Start of Provided data

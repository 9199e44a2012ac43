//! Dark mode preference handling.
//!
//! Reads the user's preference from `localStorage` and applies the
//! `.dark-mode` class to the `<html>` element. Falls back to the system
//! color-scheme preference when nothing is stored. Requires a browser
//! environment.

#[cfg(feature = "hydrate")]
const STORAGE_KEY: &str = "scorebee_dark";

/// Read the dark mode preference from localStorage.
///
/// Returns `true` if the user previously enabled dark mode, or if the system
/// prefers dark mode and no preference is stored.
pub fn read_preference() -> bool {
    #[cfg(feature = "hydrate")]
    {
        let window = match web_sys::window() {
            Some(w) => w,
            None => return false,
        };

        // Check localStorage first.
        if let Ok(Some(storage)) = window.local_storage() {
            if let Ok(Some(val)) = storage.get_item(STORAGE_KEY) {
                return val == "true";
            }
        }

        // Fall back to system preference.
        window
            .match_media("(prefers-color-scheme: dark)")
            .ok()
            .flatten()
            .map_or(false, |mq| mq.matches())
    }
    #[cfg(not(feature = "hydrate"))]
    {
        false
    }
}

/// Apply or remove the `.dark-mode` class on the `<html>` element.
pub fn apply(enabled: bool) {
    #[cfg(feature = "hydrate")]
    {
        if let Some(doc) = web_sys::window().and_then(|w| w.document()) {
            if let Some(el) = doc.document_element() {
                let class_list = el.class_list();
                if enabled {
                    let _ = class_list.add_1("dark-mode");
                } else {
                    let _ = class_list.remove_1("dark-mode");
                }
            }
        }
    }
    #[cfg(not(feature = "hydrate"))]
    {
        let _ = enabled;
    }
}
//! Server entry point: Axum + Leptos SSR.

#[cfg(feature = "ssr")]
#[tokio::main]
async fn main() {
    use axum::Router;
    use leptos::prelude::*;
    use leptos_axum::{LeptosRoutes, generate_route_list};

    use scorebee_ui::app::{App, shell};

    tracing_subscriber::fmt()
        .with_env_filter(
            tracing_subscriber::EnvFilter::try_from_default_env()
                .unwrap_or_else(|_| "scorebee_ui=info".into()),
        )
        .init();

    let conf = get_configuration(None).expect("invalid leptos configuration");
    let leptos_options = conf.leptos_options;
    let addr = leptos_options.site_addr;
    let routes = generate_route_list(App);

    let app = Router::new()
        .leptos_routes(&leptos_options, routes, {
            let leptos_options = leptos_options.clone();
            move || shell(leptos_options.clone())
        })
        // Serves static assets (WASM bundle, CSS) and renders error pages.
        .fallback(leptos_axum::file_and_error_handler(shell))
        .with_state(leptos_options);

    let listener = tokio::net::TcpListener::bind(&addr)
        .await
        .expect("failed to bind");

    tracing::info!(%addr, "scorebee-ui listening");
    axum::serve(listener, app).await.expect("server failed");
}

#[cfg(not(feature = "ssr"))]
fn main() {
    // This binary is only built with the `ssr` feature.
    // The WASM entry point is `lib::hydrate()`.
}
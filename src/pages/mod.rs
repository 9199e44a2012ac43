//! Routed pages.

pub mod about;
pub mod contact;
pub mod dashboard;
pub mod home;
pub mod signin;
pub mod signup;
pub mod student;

End of Provided data
Start of Provided data

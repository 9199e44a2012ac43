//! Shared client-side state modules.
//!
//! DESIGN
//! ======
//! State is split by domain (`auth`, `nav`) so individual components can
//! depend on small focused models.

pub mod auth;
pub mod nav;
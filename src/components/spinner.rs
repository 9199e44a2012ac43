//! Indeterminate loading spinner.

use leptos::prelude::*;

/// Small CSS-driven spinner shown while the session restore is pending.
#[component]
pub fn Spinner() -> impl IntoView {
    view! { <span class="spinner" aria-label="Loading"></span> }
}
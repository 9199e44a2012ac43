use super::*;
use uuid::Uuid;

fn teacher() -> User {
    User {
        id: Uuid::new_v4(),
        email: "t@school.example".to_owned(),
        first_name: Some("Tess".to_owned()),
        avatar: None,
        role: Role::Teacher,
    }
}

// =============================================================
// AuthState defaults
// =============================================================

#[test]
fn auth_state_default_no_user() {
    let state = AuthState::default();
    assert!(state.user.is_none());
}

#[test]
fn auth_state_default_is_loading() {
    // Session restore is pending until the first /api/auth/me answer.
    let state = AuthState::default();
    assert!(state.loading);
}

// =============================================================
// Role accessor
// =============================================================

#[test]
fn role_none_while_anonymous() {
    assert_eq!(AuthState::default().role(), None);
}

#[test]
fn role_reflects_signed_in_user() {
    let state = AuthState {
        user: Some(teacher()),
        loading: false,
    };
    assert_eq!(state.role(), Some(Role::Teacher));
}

End of Provided data

#### Task directions
Check each line of the material above for the word "enabled", then state how many lines hold it. Only the number.

#### Answer to this problem
4